*** Extracted records ***

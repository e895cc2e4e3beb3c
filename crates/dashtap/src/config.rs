//! Static extraction configuration.
//!
//! Sections, metric keys and the column-identifier table are deployment
//! configuration, never discovered at runtime. [`ExtractionConfig::default`]
//! is the shipped deployment; a JSON file can replace any part of it.

use crate::decode::GUARD_PREFIX;
use crate::error::ConfigError;
use crate::types::{MetricKey, Section};
use serde::{Deserialize, Serialize};
use std::collections::HashSet;
use std::path::Path;
use std::time::Duration;

pub const DEFAULT_DASHBOARD_URL: &str =
    "https://lookerstudio.google.com/u/0/reporting/ea3fb237-17c6-49c6-956b-77b33774ce9a/page/X9kcE";

/// A metric together with the keywords that identify it in free-text column names.
#[derive(Debug, Clone, PartialEq, Serialize, Deserialize)]
pub struct MetricSpec {
    pub key: MetricKey,
    #[serde(default)]
    pub keywords: Vec<String>,
}

impl MetricSpec {
    pub fn new(key: &str, keywords: &[&str]) -> Self {
        Self {
            key: MetricKey::new(key),
            keywords: keywords.iter().map(|k| k.to_string()).collect(),
        }
    }
}

/// Per-operation time limits, in milliseconds.
#[derive(Debug, Clone, PartialEq, Eq, Serialize, Deserialize)]
#[serde(default)]
pub struct Timeouts {
    /// Initial page load.
    pub navigation_ms: u64,
    /// A single click on a section control.
    pub click_ms: u64,
    /// Wait after the initial load before the first section is polled.
    pub initial_settle_ms: u64,
    /// Wait after each navigation attempt.
    pub settle_ms: u64,
    /// Upper bound on polling for one section's metrics.
    pub section_deadline_ms: u64,
    pub poll_interval_ms: u64,
}

impl Default for Timeouts {
    fn default() -> Self {
        Self {
            navigation_ms: 120_000,
            click_ms: 6_000,
            initial_settle_ms: 2_500,
            settle_ms: 500,
            section_deadline_ms: 12_000,
            poll_interval_ms: 500,
        }
    }
}

impl Timeouts {
    pub fn navigation(&self) -> Duration {
        Duration::from_millis(self.navigation_ms)
    }

    pub fn click(&self) -> Duration {
        Duration::from_millis(self.click_ms)
    }

    pub fn initial_settle(&self) -> Duration {
        Duration::from_millis(self.initial_settle_ms)
    }

    pub fn settle(&self) -> Duration {
        Duration::from_millis(self.settle_ms)
    }

    pub fn section_deadline(&self) -> Duration {
        Duration::from_millis(self.section_deadline_ms)
    }

    pub fn poll_interval(&self) -> Duration {
        Duration::from_millis(self.poll_interval_ms)
    }
}

/// Everything one extraction run needs to know about the dashboard.
#[derive(Debug, Clone, PartialEq, Serialize, Deserialize)]
#[serde(default)]
pub struct ExtractionConfig {
    pub dashboard_url: String,
    /// Substring identifying data responses among all network traffic.
    pub response_marker: String,
    pub guard_prefix: String,
    /// Visited in order; the first one is the landing view and the aggregate.
    pub sections: Vec<Section>,
    pub metrics: Vec<MetricSpec>,
    /// Exact column identifier → metric. Authoritative over keyword matches.
    pub columns: Vec<(String, MetricKey)>,
    /// Identifier prefix the source uses for metric columns.
    pub fallback_prefix: String,
    pub headless: bool,
    pub timeouts: Timeouts,
}

impl Default for ExtractionConfig {
    fn default() -> Self {
        Self {
            dashboard_url: DEFAULT_DASHBOARD_URL.to_string(),
            response_marker: "batchedDataV2".to_string(),
            guard_prefix: GUARD_PREFIX.to_string(),
            sections: vec![
                Section::new("General", &["General"]),
                Section::new("Terminado", &["Terminado", "TERMINADO"]),
                Section::new("Revisión", &["Revisión", "Revision", "REVISIÓN"]),
                Section::new("Retrabajo", &["Retrabajo", "Re-Trabajo", "RETRABAJO"]),
                Section::new("Detectados", &["Detectados", "Detectado", "DETECTADOS"]),
                Section::new(
                    "Monitoreo activo",
                    &[
                        "Monitoreo activo",
                        "Terminado con monitoreo activo",
                        "Monitoreo",
                    ],
                ),
            ],
            metrics: vec![
                MetricSpec::new(
                    "Baches reparados",
                    &["bache", "reparad", "count", "qty", "cantidad"],
                ),
                MetricSpec::new(
                    "M² Totales",
                    &["m2", "m²", "metro cuadrado", "metros cuadrados", "area", "superficie", "sqm"],
                ),
                MetricSpec::new(
                    "Metros lineales aprox",
                    &["lineal", "metro lineal", "metros lineales", "ml"],
                ),
            ],
            columns: vec![
                ("qt_tsfhazuupd".to_string(), MetricKey::new("Baches reparados")),
                ("qt_r6axt0uupd".to_string(), MetricKey::new("M² Totales")),
                ("qt_yct2j9xupd".to_string(), MetricKey::new("Metros lineales aprox")),
            ],
            fallback_prefix: "qt_".to_string(),
            headless: true,
            timeouts: Timeouts::default(),
        }
    }
}

impl ExtractionConfig {
    /// Load a JSON config file. Absent fields keep their defaults.
    pub fn from_path(path: &Path) -> Result<Self, ConfigError> {
        let text = std::fs::read_to_string(path).map_err(|source| ConfigError::Io {
            path: path.display().to_string(),
            source,
        })?;
        let config: Self = serde_json::from_str(&text).map_err(|source| ConfigError::Parse {
            path: path.display().to_string(),
            source,
        })?;
        config.validate()?;
        Ok(config)
    }

    pub fn validate(&self) -> Result<(), ConfigError> {
        if self.sections.is_empty() {
            return Err(ConfigError::NoSections);
        }
        let mut seen = HashSet::new();
        for section in &self.sections {
            if !seen.insert(section.name.as_str()) {
                return Err(ConfigError::DuplicateSection(section.name.clone()));
            }
        }

        if self.metrics.is_empty() {
            return Err(ConfigError::NoMetrics);
        }
        let mut keys = HashSet::new();
        for metric in &self.metrics {
            if !keys.insert(&metric.key) {
                return Err(ConfigError::DuplicateMetric(metric.key.to_string()));
            }
        }

        for (column, metric) in &self.columns {
            if !keys.contains(metric) {
                return Err(ConfigError::UnknownMetric {
                    column: column.clone(),
                    metric: metric.to_string(),
                });
            }
        }

        if self.timeouts.poll_interval_ms == 0 {
            return Err(ConfigError::ZeroPollInterval);
        }
        Ok(())
    }

    pub fn metric_keys(&self) -> Vec<MetricKey> {
        self.metrics.iter().map(|m| m.key.clone()).collect()
    }

    /// The section whose row doubles as the aggregate.
    pub fn aggregate_section(&self) -> Option<&Section> {
        self.sections.first()
    }
}

#[cfg(test)]
mod tests {
    use super::*;
    use std::io::Write;

    #[test]
    fn test_default_config_is_valid() {
        let config = ExtractionConfig::default();
        config.validate().unwrap();
        assert_eq!(config.sections.len(), 6);
        assert_eq!(config.metrics.len(), 3);
        assert_eq!(config.aggregate_section().unwrap().name, "General");
    }

    #[test]
    fn test_duplicate_section_rejected() {
        let mut config = ExtractionConfig::default();
        config.sections.push(Section::new("Terminado", &[]));
        assert!(matches!(
            config.validate(),
            Err(ConfigError::DuplicateSection(name)) if name == "Terminado"
        ));
    }

    #[test]
    fn test_unknown_metric_in_column_table_rejected() {
        let mut config = ExtractionConfig::default();
        config
            .columns
            .push(("qt_zzz".to_string(), MetricKey::new("Nope")));
        assert!(matches!(
            config.validate(),
            Err(ConfigError::UnknownMetric { .. })
        ));
    }

    #[test]
    fn test_empty_lists_and_zero_poll_rejected() {
        let mut config = ExtractionConfig::default();
        config.sections.clear();
        assert!(matches!(config.validate(), Err(ConfigError::NoSections)));

        let mut config = ExtractionConfig::default();
        config.metrics.clear();
        config.columns.clear();
        assert!(matches!(config.validate(), Err(ConfigError::NoMetrics)));

        let mut config = ExtractionConfig::default();
        config.timeouts.poll_interval_ms = 0;
        assert!(matches!(config.validate(), Err(ConfigError::ZeroPollInterval)));
    }

    #[test]
    fn test_partial_file_keeps_defaults() {
        let mut file = tempfile::NamedTempFile::new().unwrap();
        write!(
            file,
            r#"{{"dashboard_url": "https://example.test/dash", "timeouts": {{"section_deadline_ms": 50}}}}"#
        )
        .unwrap();

        let config = ExtractionConfig::from_path(file.path()).unwrap();
        assert_eq!(config.dashboard_url, "https://example.test/dash");
        assert_eq!(config.timeouts.section_deadline_ms, 50);
        assert_eq!(config.timeouts.click_ms, 6_000);
        assert_eq!(config.sections.len(), 6);
    }

    #[test]
    fn test_unreadable_and_malformed_files() {
        let missing = ExtractionConfig::from_path(Path::new("/nonexistent/dashtap.json"));
        assert!(matches!(missing, Err(ConfigError::Io { .. })));

        let mut file = tempfile::NamedTempFile::new().unwrap();
        write!(file, "not json").unwrap();
        assert!(matches!(
            ExtractionConfig::from_path(file.path()),
            Err(ConfigError::Parse { .. })
        ));
    }
}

*** End of Extracted records ***

Required work
Using the entries above, find all lines with "Wait". Copy them.

Exercise solution
    /// Wait after the initial load before the first section is polled.
    /// Wait after each navigation attempt.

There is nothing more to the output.